**Material for this exercise:**
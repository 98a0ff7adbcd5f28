use ffmpeg_next::Rational;

use super::*;
use crate::testing::{RecordingMuxer, call_kinds, written_packets};

fn packet(pts: i64, dts: i64) -> EncodedPacket {
    EncodedPacket::new(vec![0u8; 16], Rational::new(1, 30))
        .with_timestamps(Some(pts), Some(dts))
        .with_duration(1)
}

fn writer_with_stream() -> anyhow::Result<ContainerWriter<RecordingMuxer>> {
    let mut writer = ContainerWriter::new(RecordingMuxer::new());
    writer.add_stream(&codec::Parameters::new(), Rational::new(1, 30))?;
    Ok(writer)
}

#[test]
fn test_write_order() -> anyhow::Result<()> {
    let mut writer = writer_with_stream()?;
    let log = writer.muxer().log();
    writer.write_header()?;
    writer.write_packet(&packet(0, -1))?;
    writer.write_packet(&packet(2, 0))?;
    writer.write_packet(&packet(1, 1))?;
    writer.write_trailer()?;
    writer.close()?;

    assert_eq!(
        call_kinds(&log),
        vec!["add_stream", "header", "packet", "packet", "packet", "trailer", "close"]
    );
    assert_eq!(
        written_packets(&log),
        vec![
            (Some(0), Some(-1), 1),
            (Some(2), Some(0), 1),
            (Some(1), Some(1), 1)
        ]
    );
    assert_eq!(writer.packets_written(), 3);
    assert!(writer.is_closed());
    Ok(())
}

#[test]
fn test_packet_before_header() -> anyhow::Result<()> {
    let mut writer = writer_with_stream()?;
    let err = writer.write_packet(&packet(0, 0)).unwrap_err();
    assert!(err.is_state());
    assert_eq!(writer.packets_written(), 0);
    Ok(())
}

#[test]
fn test_header_requires_stream() {
    let mut writer = ContainerWriter::new(RecordingMuxer::new());
    assert!(writer.write_header().unwrap_err().is_state());
    assert!(!writer.header_written());
}

#[test]
fn test_header_and_trailer_exactly_once() -> anyhow::Result<()> {
    let mut writer = writer_with_stream()?;
    let log = writer.muxer().log();
    writer.write_header()?;
    assert!(writer.write_header().unwrap_err().is_state());
    writer.write_trailer()?;
    assert!(writer.write_trailer().unwrap_err().is_state());
    assert!(writer.write_packet(&packet(0, 0)).unwrap_err().is_state());
    writer.close()?;
    assert!(writer.close().unwrap_err().is_state());

    assert_eq!(call_kinds(&log), vec!["add_stream", "header", "trailer", "close"]);
    Ok(())
}

#[test]
fn test_trailer_before_header() -> anyhow::Result<()> {
    let mut writer = writer_with_stream()?;
    assert!(writer.write_trailer().unwrap_err().is_state());
    assert!(writer.close().unwrap_err().is_state());
    Ok(())
}

#[test]
fn test_single_track_only() -> anyhow::Result<()> {
    let mut writer = writer_with_stream()?;
    let err = writer
        .add_stream(&codec::Parameters::new(), Rational::new(1, 30))
        .unwrap_err();
    assert!(err.is_state());

    writer.write_header()?;
    let mut other = ContainerWriter::new(RecordingMuxer::new());
    other.add_stream(&codec::Parameters::new(), Rational::new(1, 30))?;
    other.write_header()?;
    assert!(
        other
            .add_stream(&codec::Parameters::new(), Rational::new(1, 30))
            .unwrap_err()
            .is_state()
    );
    Ok(())
}

#[test]
fn test_empty_packets_skipped() -> anyhow::Result<()> {
    let mut writer = writer_with_stream()?;
    let log = writer.muxer().log();
    writer.write_header()?;
    writer.write_packet(&packet(0, 0))?;
    writer.write_packet(&EncodedPacket::new(Vec::new(), Rational::new(1, 30)))?;
    writer.write_packet(&packet(1, 1))?;

    assert_eq!(writer.packets_written(), 2);
    assert_eq!(writer.packets_skipped(), 1);
    assert_eq!(written_packets(&log).len(), 2);
    Ok(())
}

#[test]
fn test_decreasing_dts_rejected() -> anyhow::Result<()> {
    let mut writer = writer_with_stream()?;
    writer.write_header()?;
    writer.write_packet(&packet(3, 2))?;
    let err = writer.write_packet(&packet(4, 1)).unwrap_err();
    assert!(err.is_state());

    // Compared after rescaling into the stream time base.
    let finer = EncodedPacket::new(vec![1u8], Rational::new(1, 90000))
        .with_timestamps(Some(9000), Some(6000));
    writer.write_packet(&finer)?;
    Ok(())
}

#[test]
fn test_write_failure_is_io_error() -> anyhow::Result<()> {
    let mut muxer = RecordingMuxer::new();
    muxer.fail_packet_at = Some(2);
    let mut writer = ContainerWriter::new(muxer);
    writer.add_stream(&codec::Parameters::new(), Rational::new(1, 30))?;
    writer.write_header()?;
    writer.write_packet(&packet(0, 0))?;
    assert!(writer.write_packet(&packet(1, 1)).unwrap_err().is_io());
    assert_eq!(writer.packets_written(), 1);
    Ok(())
}

#[test]
fn test_failed_trailer_counts_as_written() -> anyhow::Result<()> {
    let mut muxer = RecordingMuxer::new();
    muxer.fail_trailer = true;
    let mut writer = ContainerWriter::new(muxer);
    let log = writer.muxer().log();
    writer.add_stream(&codec::Parameters::new(), Rational::new(1, 30))?;
    writer.write_header()?;

    assert!(writer.write_trailer().unwrap_err().is_io());
    assert!(writer.trailer_written());
    assert!(writer.write_trailer().unwrap_err().is_state());
    writer.close()?;
    assert_eq!(call_kinds(&log), vec!["add_stream", "header", "trailer", "close"]);
    Ok(())
}

#[test]
fn test_drop_after_header_finalizes() -> anyhow::Result<()> {
    let mut writer = writer_with_stream()?;
    let log = writer.muxer().log();
    writer.write_header()?;
    writer.write_packet(&packet(0, 0))?;
    drop(writer);

    assert_eq!(
        call_kinds(&log),
        vec!["add_stream", "header", "packet", "trailer", "close"]
    );
    Ok(())
}

#[test]
fn test_drop_before_header_discards() -> anyhow::Result<()> {
    let writer = writer_with_stream()?;
    let log = writer.muxer().log();
    drop(writer);
    assert_eq!(call_kinds(&log), vec!["add_stream", "discard"]);
    Ok(())
}

#[test]
fn test_drop_after_close_is_silent() -> anyhow::Result<()> {
    let mut writer = writer_with_stream()?;
    let log = writer.muxer().log();
    writer.write_header()?;
    writer.write_trailer()?;
    writer.close()?;
    drop(writer);
    assert_eq!(call_kinds(&log), vec!["add_stream", "header", "trailer", "close"]);
    Ok(())
}

#[test]
fn test_header_time_base_used_for_ordering() -> anyhow::Result<()> {
    let mut muxer = RecordingMuxer::new();
    muxer.header_time_base = Some(Rational::new(1, 1000));
    let mut writer = ContainerWriter::new(muxer);
    writer.add_stream(&codec::Parameters::new(), Rational::new(1, 30))?;
    writer.write_header()?;
    assert_eq!(writer.stream_time_base(), Some(Rational::new(1, 1000)));

    writer.write_packet(&packet(1, 1))?;
    writer.write_packet(&packet(2, 2))?;
    assert!(writer.write_packet(&packet(3, 0)).unwrap_err().is_state());
    Ok(())
}

#[test]
fn test_open_unknown_format() {
    crate::init().ok();
    let path = std::env::temp_dir().join(format!("frame-encoder-{}.nope", std::process::id()));
    let err = ContainerWriter::open(&path, None).err().expect("format should not be guessed");
    assert!(err.is_resource());
}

**What you have to do:** For this exercise, return the material above in full and exactly.

**Worked solution:**
repository 98a0ff7adbcd5f28
use ffmpeg_next::Rational;

use super::*;
use crate::testing::{RecordingMuxer, call_kinds, written_packets};

fn packet(pts: i64, dts: i64) -> EncodedPacket {
    EncodedPacket::new(vec![0u8; 16], Rational::new(1, 30))
        .with_timestamps(Some(pts), Some(dts))
        .with_duration(1)
}

fn writer_with_stream() -> anyhow::Result<ContainerWriter<RecordingMuxer>> {
    let mut writer = ContainerWriter::new(RecordingMuxer::new());
    writer.add_stream(&codec::Parameters::new(), Rational::new(1, 30))?;
    Ok(writer)
}

#[test]
fn test_write_order() -> anyhow::Result<()> {
    let mut writer = writer_with_stream()?;
    let log = writer.muxer().log();
    writer.write_header()?;
    writer.write_packet(&packet(0, -1))?;
    writer.write_packet(&packet(2, 0))?;
    writer.write_packet(&packet(1, 1))?;
    writer.write_trailer()?;
    writer.close()?;

    assert_eq!(
        call_kinds(&log),
        vec!["add_stream", "header", "packet", "packet", "packet", "trailer", "close"]
    );
    assert_eq!(
        written_packets(&log),
        vec![
            (Some(0), Some(-1), 1),
            (Some(2), Some(0), 1),
            (Some(1), Some(1), 1)
        ]
    );
    assert_eq!(writer.packets_written(), 3);
    assert!(writer.is_closed());
    Ok(())
}

#[test]
fn test_packet_before_header() -> anyhow::Result<()> {
    let mut writer = writer_with_stream()?;
    let err = writer.write_packet(&packet(0, 0)).unwrap_err();
    assert!(err.is_state());
    assert_eq!(writer.packets_written(), 0);
    Ok(())
}

#[test]
fn test_header_requires_stream() {
    let mut writer = ContainerWriter::new(RecordingMuxer::new());
    assert!(writer.write_header().unwrap_err().is_state());
    assert!(!writer.header_written());
}

#[test]
fn test_header_and_trailer_exactly_once() -> anyhow::Result<()> {
    let mut writer = writer_with_stream()?;
    let log = writer.muxer().log();
    writer.write_header()?;
    assert!(writer.write_header().unwrap_err().is_state());
    writer.write_trailer()?;
    assert!(writer.write_trailer().unwrap_err().is_state());
    assert!(writer.write_packet(&packet(0, 0)).unwrap_err().is_state());
    writer.close()?;
    assert!(writer.close().unwrap_err().is_state());

    assert_eq!(call_kinds(&log), vec!["add_stream", "header", "trailer", "close"]);
    Ok(())
}

#[test]
fn test_trailer_before_header() -> anyhow::Result<()> {
    let mut writer = writer_with_stream()?;
    assert!(writer.write_trailer().unwrap_err().is_state());
    assert!(writer.close().unwrap_err().is_state());
    Ok(())
}

#[test]
fn test_single_track_only() -> anyhow::Result<()> {
    let mut writer = writer_with_stream()?;
    let err = writer
        .add_stream(&codec::Parameters::new(), Rational::new(1, 30))
        .unwrap_err();
    assert!(err.is_state());

    writer.write_header()?;
    let mut other = ContainerWriter::new(RecordingMuxer::new());
    other.add_stream(&codec::Parameters::new(), Rational::new(1, 30))?;
    other.write_header()?;
    assert!(
        other
            .add_stream(&codec::Parameters::new(), Rational::new(1, 30))
            .unwrap_err()
            .is_state()
    );
    Ok(())
}

#[test]
fn test_empty_packets_skipped() -> anyhow::Result<()> {
    let mut writer = writer_with_stream()?;
    let log = writer.muxer().log();
    writer.write_header()?;
    writer.write_packet(&packet(0, 0))?;
    writer.write_packet(&EncodedPacket::new(Vec::new(), Rational::new(1, 30)))?;
    writer.write_packet(&packet(1, 1))?;

    assert_eq!(writer.packets_written(), 2);
    assert_eq!(writer.packets_skipped(), 1);
    assert_eq!(written_packets(&log).len(), 2);
    Ok(())
}

#[test]
fn test_decreasing_dts_rejected() -> anyhow::Result<()> {
    let mut writer = writer_with_stream()?;
    writer.write_header()?;
    writer.write_packet(&packet(3, 2))?;
    let err = writer.write_packet(&packet(4, 1)).unwrap_err();
    assert!(err.is_state());

    // Compared after rescaling into the stream time base.
    let finer = EncodedPacket::new(vec![1u8], Rational::new(1, 90000))
        .with_timestamps(Some(9000), Some(6000));
    writer.write_packet(&finer)?;
    Ok(())
}

#[test]
fn test_write_failure_is_io_error() -> anyhow::Result<()> {
    let mut muxer = RecordingMuxer::new();
    muxer.fail_packet_at = Some(2);
    let mut writer = ContainerWriter::new(muxer);
    writer.add_stream(&codec::Parameters::new(), Rational::new(1, 30))?;
    writer.write_header()?;
    writer.write_packet(&packet(0, 0))?;
    assert!(writer.write_packet(&packet(1, 1)).unwrap_err().is_io());
    assert_eq!(writer.packets_written(), 1);
    Ok(())
}

#[test]
fn test_failed_trailer_counts_as_written() -> anyhow::Result<()> {
    let mut muxer = RecordingMuxer::new();
    muxer.fail_trailer = true;
    let mut writer = ContainerWriter::new(muxer);
    let log = writer.muxer().log();
    writer.add_stream(&codec::Parameters::new(), Rational::new(1, 30))?;
    writer.write_header()?;

    assert!(writer.write_trailer().unwrap_err().is_io());
    assert!(writer.trailer_written());
    assert!(writer.write_trailer().unwrap_err().is_state());
    writer.close()?;
    assert_eq!(call_kinds(&log), vec!["add_stream", "header", "trailer", "close"]);
    Ok(())
}

#[test]
fn test_drop_after_header_finalizes() -> anyhow::Result<()> {
    let mut writer = writer_with_stream()?;
    let log = writer.muxer().log();
    writer.write_header()?;
    writer.write_packet(&packet(0, 0))?;
    drop(writer);

    assert_eq!(
        call_kinds(&log),
        vec!["add_stream", "header", "packet", "trailer", "close"]
    );
    Ok(())
}

#[test]
fn test_drop_before_header_discards() -> anyhow::Result<()> {
    let writer = writer_with_stream()?;
    let log = writer.muxer().log();
    drop(writer);
    assert_eq!(call_kinds(&log), vec!["add_stream", "discard"]);
    Ok(())
}

#[test]
fn test_drop_after_close_is_silent() -> anyhow::Result<()> {
    let mut writer = writer_with_stream()?;
    let log = writer.muxer().log();
    writer.write_header()?;
    writer.write_trailer()?;
    writer.close()?;
    drop(writer);
    assert_eq!(call_kinds(&log), vec!["add_stream", "header", "trailer", "close"]);
    Ok(())
}

#[test]
fn test_header_time_base_used_for_ordering() -> anyhow::Result<()> {
    let mut muxer = RecordingMuxer::new();
    muxer.header_time_base = Some(Rational::new(1, 1000));
    let mut writer = ContainerWriter::new(muxer);
    writer.add_stream(&codec::Parameters::new(), Rational::new(1, 30))?;
    writer.write_header()?;
    assert_eq!(writer.stream_time_base(), Some(Rational::new(1, 1000)));

    writer.write_packet(&packet(1, 1))?;
    writer.write_packet(&packet(2, 2))?;
    assert!(writer.write_packet(&packet(3, 0)).unwrap_err().is_state());
    Ok(())
}

#[test]
fn test_open_unknown_format() {
    crate::init().ok();
    let path = std::env::temp_dir().join(format!("frame-encoder-{}.nope", std::process::id()));
    let err = ContainerWriter::open(&path, None).err().expect("format should not be guessed");
    assert!(err.is_resource());
}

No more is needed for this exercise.